## Theory and Knowledge
PCA requires a firm grasp of post-calculus linear algebra, specifically eigenvectors and eigenvalues, projections, bases, and vector spaces. It is one of the oldest solutions to the dimensionality reduction problem. The dimensionality reduction problem refers to the ideal way of dropping dimensions for computational simplicity. Consider a simple two-dimensional dataset. The naive method of reducing dimensions is simply to omit some of the dimensions of the corresponding data matrix. Consider the following 2-d image.
The naive solution would fail in this case, as simply omitting either the x or y values would not preserve the structure of the data.
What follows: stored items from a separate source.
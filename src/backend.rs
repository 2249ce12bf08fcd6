//! The abstract backend filesystem capability.
//!
//! Everything in this module is a consumed interface: the wire protocol,
//! the backend's own storage, and directory-stream readback all live on
//! the other side of it. The connector only needs to know it can hand a
//! path to a backend and get attributes, handles, or a status back.

use crate::error::Status;
use std::time::SystemTime;

/// File-type bits the connector tracks for an entry.
///
/// Kept as a small enum rather than a bare mode mask so the dispatcher and
/// inode table can match on it exhaustively; converted to/from the kernel
/// protocol's mode bits at the dispatcher boundary.
#[derive(Debug, Clone, Copy, PartialEq, Eq, Hash)]
pub enum EntryKind {
    Directory,
    RegularFile,
    Symlink,
    CharDevice,
    BlockDevice,
    Fifo,
    Socket,
}

impl EntryKind {
    /// Decodes the file-type bits out of a POSIX `st_mode` value.
    pub fn from_mode(mode: u32) -> Self {
        match mode & libc::S_IFMT {
            libc::S_IFDIR => EntryKind::Directory,
            libc::S_IFLNK => EntryKind::Symlink,
            libc::S_IFCHR => EntryKind::CharDevice,
            libc::S_IFBLK => EntryKind::BlockDevice,
            libc::S_IFIFO => EntryKind::Fifo,
            libc::S_IFSOCK => EntryKind::Socket,
            _ => EntryKind::RegularFile,
        }
    }

    pub fn is_directory(self) -> bool {
        matches!(self, EntryKind::Directory)
    }

    pub fn to_fuser(self) -> fuser::FileType {
        match self {
            EntryKind::Directory => fuser::FileType::Directory,
            EntryKind::RegularFile => fuser::FileType::RegularFile,
            EntryKind::Symlink => fuser::FileType::Symlink,
            EntryKind::CharDevice => fuser::FileType::CharDevice,
            EntryKind::BlockDevice => fuser::FileType::BlockDevice,
            EntryKind::Fifo => fuser::FileType::NamedPipe,
            EntryKind::Socket => fuser::FileType::Socket,
        }
    }
}

/// Attributes a backend reports for a path.
///
/// `ino` is deliberately absent: the connector always overwrites the
/// inode field with its own assigned `NodeId` before replying to the
/// kernel, overriding whatever the backend would have put there.
#[derive(Debug, Clone, Copy)]
pub struct Attr {
    pub size: u64,
    pub blocks: u64,
    pub atime: SystemTime,
    pub mtime: SystemTime,
    pub ctime: SystemTime,
    pub crtime: SystemTime,
    pub kind: EntryKind,
    pub perm: u16,
    pub nlink: u32,
    pub uid: u32,
    pub gid: u32,
    pub rdev: u32,
    pub blksize: u32,
    pub flags: u32,
}

/// One entry yielded while listing a directory.
#[derive(Debug, Clone)]
pub struct DirEntry {
    pub name: String,
    pub kind: EntryKind,
}

/// An open file. Read/write never touch the inode table: the handle
/// already encapsulates everything needed to service them.
pub trait FileHandle: Send + Sync {
    fn read(&self, offset: u64, size: u32) -> Result<Vec<u8>, Status>;
    fn write(&self, offset: u64, data: &[u8]) -> Result<u32, Status>;
}

/// An open directory stream. Listing it is out of scope for the
/// connector's bookkeeping; the dispatcher only allocates inodes for the
/// names it yields.
pub trait DirStream: Send + Sync {
    fn entries(&self) -> Result<Vec<DirEntry>, Status>;
}

/// Passed to a backend's `mount` so it can reach back into the connector
/// if it needs to (e.g. to invalidate kernel caches on out-of-band
/// changes). Opaque from the backend's point of view.
pub struct MountContext {
    pub mount_path: String,
}

/// The backend filesystem capability the connector forwards all
/// path-addressed operations to.
///
/// `chmod`/`chown`/`truncate`/`utimens` are kept as four independent
/// methods, matching the external-interface list the design doc gives
/// for `SetAttr`, rather than one composite call: the dispatcher applies
/// only the fields the kernel's valid-mask actually requested, in a
/// fixed order, and each call's success or failure is independent of
/// the others (see `OperationDispatcher::setattr`).
pub trait Backend: Send + Sync {
    fn mount(&self, ctx: &MountContext) -> Result<(), Status>;
    fn unmount(&self);

    fn get_attr(&self, path: &str) -> Result<Attr, Status>;
    fn chmod(&self, path: &str, mode: u32) -> Result<(), Status>;
    fn chown(&self, path: &str, uid: Option<u32>, gid: Option<u32>) -> Result<(), Status>;
    fn truncate(&self, path: &str, size: u64) -> Result<(), Status>;
    fn utimens(&self, path: &str, atime_ns: Option<i64>, mtime_ns: Option<i64>) -> Result<(), Status>;
    fn readlink(&self, path: &str) -> Result<String, Status>;
    fn access(&self, path: &str, mask: i32) -> Result<(), Status>;

    fn open(&self, path: &str, flags: i32) -> Result<Box<dyn FileHandle>, Status>;
    fn open_dir(&self, path: &str) -> Result<Box<dyn DirStream>, Status>;
    fn create(
        &self,
        path: &str,
        flags: i32,
        mode: u32,
    ) -> Result<(Box<dyn FileHandle>, Attr), Status>;

    fn mknod(&self, path: &str, mode: u32, rdev: u32) -> Result<(), Status>;
    fn mkdir(&self, path: &str, mode: u32) -> Result<(), Status>;
    fn unlink(&self, path: &str) -> Result<(), Status>;
    fn rmdir(&self, path: &str) -> Result<(), Status>;
    fn symlink(&self, target: &str, link_path: &str) -> Result<(), Status>;
    fn rename(&self, old: &str, new: &str) -> Result<(), Status>;
    fn link(&self, old_path: &str, new_path: &str) -> Result<(), Status>;
}

#[cfg(test)]
mod tests {
    use super::*;

    #[test]
    fn entry_kind_from_mode() {
        assert_eq!(EntryKind::from_mode(libc::S_IFDIR | 0o755), EntryKind::Directory);
        assert_eq!(EntryKind::from_mode(libc::S_IFREG | 0o644), EntryKind::RegularFile);
        assert_eq!(EntryKind::from_mode(libc::S_IFLNK | 0o777), EntryKind::Symlink);
    }

    #[test]
    fn entry_kind_is_directory() {
        assert!(EntryKind::Directory.is_directory());
        assert!(!EntryKind::RegularFile.is_directory());
    }
}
This failing is especially problematic in higher dimensional data. PCA is a more sophisticated solution, and is often the first one taught for this problem. PCA computes the most meaningful directions of the dataset, called the principal components, and uses them as a basis to re-orient the dataset. The principal components are a set of orthogonal vectors that correspond to the directions of greatest to least variance in the data.
###### Plot of first two principal components PCA involves redefining the data by projecting it onto the principal components. Once our data is redefined in component space, we simply drop those dimensions that correspond to principal components of least variance. By dropping dimensions of lesser importance, we can be sure that the overall structure of the data is being preserved as much as possible.